> How to complete this task:
The answer must consist of every line below that contains the word "impl".

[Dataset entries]
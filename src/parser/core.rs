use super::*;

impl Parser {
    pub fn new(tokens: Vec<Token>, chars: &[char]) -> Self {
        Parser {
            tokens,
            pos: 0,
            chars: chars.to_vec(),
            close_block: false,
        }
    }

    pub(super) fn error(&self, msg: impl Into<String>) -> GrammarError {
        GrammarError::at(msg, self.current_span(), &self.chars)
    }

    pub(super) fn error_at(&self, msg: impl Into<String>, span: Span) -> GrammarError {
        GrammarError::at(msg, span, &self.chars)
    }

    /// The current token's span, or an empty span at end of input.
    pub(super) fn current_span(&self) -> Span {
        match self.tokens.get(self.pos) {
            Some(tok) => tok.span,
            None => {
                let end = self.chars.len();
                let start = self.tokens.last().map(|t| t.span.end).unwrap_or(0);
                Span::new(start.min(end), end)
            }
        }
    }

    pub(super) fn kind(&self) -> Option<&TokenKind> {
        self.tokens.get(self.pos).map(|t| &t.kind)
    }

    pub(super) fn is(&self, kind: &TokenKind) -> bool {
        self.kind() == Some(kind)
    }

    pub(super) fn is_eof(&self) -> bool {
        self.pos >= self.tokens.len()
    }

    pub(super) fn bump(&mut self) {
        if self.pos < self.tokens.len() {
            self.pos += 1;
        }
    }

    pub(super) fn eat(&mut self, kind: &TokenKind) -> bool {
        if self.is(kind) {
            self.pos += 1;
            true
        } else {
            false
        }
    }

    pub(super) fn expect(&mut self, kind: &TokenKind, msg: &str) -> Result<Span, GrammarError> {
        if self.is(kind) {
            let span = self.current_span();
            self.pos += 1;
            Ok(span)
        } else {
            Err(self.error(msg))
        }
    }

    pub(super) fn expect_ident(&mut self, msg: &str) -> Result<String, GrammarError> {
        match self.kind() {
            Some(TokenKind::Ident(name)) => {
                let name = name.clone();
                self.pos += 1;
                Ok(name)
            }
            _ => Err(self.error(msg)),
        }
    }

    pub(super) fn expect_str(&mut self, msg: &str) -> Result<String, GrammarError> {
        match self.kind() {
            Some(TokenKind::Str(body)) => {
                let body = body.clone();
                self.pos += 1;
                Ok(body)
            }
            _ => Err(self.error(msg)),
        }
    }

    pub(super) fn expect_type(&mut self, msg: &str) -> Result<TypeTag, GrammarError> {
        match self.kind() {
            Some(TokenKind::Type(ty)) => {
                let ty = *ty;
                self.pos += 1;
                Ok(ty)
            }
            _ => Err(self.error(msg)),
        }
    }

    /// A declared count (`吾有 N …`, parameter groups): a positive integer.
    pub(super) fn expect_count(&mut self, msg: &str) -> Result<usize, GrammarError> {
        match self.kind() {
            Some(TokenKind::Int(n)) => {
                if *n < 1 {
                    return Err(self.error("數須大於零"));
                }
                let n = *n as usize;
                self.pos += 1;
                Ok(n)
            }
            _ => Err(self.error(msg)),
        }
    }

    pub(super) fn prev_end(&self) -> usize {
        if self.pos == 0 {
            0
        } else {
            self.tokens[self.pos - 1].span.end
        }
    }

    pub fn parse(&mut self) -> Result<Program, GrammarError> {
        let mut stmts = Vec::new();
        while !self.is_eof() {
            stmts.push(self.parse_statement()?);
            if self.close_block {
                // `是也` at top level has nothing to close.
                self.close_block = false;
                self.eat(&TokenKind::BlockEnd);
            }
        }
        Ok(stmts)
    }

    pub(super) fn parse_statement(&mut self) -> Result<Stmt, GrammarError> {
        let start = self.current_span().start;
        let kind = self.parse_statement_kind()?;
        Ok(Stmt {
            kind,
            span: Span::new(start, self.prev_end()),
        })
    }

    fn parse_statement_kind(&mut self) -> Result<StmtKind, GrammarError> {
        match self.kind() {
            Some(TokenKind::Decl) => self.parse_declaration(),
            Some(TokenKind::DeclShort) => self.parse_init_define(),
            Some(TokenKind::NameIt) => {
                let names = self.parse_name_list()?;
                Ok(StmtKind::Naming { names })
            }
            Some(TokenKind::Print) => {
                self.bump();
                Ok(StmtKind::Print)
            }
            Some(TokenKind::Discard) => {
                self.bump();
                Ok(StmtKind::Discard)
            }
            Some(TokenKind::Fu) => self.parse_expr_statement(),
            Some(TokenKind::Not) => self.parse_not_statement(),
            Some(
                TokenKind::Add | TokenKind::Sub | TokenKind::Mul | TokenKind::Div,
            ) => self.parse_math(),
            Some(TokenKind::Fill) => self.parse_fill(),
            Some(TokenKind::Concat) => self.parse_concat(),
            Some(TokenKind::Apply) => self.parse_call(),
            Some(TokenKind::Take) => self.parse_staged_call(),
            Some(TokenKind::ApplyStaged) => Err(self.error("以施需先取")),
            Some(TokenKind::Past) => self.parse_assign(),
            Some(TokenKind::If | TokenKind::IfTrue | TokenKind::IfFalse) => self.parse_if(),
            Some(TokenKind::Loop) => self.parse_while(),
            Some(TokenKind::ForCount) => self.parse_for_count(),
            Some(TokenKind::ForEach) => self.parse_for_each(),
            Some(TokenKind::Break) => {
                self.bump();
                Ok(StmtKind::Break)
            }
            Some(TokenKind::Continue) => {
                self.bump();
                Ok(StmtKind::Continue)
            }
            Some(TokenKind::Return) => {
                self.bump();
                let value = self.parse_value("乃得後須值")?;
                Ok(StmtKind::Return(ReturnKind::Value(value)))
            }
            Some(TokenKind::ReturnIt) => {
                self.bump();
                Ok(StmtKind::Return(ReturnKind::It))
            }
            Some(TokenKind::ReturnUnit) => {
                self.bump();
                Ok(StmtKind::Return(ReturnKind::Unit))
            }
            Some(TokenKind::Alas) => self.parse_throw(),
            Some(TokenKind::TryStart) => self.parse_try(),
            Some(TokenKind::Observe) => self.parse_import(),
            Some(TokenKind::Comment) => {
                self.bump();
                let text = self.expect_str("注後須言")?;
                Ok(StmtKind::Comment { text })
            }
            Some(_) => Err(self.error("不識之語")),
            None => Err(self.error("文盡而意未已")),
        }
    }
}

> Task result:
impl Parser {
    pub(super) fn error(&self, msg: impl Into<String>) -> GrammarError {
    pub(super) fn error_at(&self, msg: impl Into<String>, span: Span) -> GrammarError {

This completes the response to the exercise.